» **Assigned task**
Only the number is wanted: how many lines of the data contain "impl"?

═══ Source material ═══

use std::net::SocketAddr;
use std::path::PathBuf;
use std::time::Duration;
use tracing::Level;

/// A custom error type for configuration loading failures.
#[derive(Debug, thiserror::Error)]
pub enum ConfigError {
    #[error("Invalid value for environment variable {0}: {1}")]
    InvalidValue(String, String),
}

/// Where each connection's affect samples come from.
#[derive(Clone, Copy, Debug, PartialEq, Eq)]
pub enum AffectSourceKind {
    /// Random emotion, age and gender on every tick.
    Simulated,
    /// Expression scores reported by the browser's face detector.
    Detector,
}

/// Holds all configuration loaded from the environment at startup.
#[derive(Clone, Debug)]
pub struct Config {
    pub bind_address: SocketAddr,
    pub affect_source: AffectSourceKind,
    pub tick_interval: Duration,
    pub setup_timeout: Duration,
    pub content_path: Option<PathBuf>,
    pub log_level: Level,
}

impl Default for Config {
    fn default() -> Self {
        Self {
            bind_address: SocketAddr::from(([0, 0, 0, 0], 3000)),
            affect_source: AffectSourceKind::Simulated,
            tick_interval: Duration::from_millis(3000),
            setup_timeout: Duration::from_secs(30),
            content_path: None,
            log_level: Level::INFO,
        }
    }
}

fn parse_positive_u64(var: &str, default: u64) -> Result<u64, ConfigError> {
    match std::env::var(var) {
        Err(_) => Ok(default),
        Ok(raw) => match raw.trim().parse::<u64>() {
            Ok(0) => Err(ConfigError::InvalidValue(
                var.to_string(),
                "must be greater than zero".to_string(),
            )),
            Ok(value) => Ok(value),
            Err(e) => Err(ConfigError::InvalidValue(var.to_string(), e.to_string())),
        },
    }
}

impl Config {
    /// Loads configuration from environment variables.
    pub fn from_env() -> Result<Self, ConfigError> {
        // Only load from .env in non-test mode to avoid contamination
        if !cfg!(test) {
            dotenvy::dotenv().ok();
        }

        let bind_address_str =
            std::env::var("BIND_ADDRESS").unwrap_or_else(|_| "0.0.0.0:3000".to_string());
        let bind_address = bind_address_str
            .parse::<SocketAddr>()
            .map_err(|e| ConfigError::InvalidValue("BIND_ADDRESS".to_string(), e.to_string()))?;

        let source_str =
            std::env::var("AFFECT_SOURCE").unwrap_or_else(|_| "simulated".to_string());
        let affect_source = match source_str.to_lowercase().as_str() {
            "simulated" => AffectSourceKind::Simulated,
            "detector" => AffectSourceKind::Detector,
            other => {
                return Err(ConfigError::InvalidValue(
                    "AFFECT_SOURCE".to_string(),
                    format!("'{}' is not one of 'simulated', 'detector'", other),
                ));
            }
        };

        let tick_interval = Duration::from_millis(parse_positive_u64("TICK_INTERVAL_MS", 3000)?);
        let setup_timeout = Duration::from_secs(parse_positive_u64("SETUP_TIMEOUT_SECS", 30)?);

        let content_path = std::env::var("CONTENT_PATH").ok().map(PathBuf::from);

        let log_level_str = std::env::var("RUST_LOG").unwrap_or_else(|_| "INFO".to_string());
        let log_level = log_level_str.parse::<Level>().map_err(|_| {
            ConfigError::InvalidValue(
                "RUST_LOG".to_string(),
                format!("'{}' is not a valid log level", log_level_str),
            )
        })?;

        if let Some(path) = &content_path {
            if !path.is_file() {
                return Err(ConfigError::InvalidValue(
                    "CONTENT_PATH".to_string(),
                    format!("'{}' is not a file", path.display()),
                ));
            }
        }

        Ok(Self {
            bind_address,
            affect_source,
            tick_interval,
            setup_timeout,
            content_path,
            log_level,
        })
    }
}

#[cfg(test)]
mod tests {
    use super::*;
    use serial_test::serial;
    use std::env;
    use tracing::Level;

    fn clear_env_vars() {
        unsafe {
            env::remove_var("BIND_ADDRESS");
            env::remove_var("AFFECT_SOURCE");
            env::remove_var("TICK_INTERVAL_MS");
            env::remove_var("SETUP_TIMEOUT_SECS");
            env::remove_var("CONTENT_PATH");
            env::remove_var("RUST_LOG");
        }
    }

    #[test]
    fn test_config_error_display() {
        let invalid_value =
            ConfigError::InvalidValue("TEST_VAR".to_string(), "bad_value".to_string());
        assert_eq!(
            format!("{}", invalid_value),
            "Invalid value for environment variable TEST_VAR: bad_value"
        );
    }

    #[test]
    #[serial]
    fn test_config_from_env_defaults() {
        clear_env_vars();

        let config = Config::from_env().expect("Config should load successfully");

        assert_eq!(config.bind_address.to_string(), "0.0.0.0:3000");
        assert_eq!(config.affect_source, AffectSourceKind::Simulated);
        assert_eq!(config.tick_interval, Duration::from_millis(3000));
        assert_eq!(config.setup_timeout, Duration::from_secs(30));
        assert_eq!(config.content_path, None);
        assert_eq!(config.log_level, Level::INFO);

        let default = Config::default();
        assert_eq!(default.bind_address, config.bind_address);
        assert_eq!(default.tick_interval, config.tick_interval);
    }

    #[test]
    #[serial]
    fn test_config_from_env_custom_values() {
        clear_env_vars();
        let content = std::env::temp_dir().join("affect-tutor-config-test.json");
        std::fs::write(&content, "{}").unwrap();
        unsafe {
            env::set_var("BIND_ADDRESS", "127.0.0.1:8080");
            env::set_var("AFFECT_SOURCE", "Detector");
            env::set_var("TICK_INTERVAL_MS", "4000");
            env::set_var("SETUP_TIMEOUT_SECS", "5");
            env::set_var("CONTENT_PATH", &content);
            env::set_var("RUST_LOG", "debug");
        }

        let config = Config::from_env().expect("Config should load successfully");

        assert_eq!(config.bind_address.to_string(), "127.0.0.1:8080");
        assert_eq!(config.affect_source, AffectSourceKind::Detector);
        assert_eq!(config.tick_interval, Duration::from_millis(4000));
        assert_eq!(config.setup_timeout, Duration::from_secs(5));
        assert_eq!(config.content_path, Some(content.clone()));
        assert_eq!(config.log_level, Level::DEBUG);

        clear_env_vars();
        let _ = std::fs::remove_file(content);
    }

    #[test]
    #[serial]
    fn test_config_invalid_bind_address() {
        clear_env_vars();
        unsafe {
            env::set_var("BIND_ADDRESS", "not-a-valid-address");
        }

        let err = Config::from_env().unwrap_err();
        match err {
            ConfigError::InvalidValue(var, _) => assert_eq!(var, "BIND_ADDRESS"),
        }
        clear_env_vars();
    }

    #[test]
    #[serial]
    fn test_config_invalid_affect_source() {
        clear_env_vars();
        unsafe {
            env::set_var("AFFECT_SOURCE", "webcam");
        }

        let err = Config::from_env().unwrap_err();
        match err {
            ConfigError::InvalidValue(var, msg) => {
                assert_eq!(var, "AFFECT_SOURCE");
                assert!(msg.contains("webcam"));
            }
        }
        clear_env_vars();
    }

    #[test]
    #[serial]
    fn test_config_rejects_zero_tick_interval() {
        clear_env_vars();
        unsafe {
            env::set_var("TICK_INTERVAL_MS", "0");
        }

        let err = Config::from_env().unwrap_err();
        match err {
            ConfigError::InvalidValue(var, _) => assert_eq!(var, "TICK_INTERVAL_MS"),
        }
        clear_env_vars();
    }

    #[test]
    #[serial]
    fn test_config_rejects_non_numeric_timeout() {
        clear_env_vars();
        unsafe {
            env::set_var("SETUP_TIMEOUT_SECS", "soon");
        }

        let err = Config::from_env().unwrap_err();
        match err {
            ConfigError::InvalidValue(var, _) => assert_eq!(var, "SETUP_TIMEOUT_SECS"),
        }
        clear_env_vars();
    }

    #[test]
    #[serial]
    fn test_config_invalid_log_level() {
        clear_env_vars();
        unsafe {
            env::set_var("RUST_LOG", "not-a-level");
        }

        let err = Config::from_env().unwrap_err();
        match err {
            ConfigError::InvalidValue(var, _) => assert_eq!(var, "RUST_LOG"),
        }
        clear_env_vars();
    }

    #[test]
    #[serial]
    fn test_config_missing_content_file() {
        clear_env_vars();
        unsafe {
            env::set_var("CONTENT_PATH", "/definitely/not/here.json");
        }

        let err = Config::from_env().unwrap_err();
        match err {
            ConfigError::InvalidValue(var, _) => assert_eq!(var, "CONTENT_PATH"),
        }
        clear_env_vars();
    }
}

═══

» **Your response**
2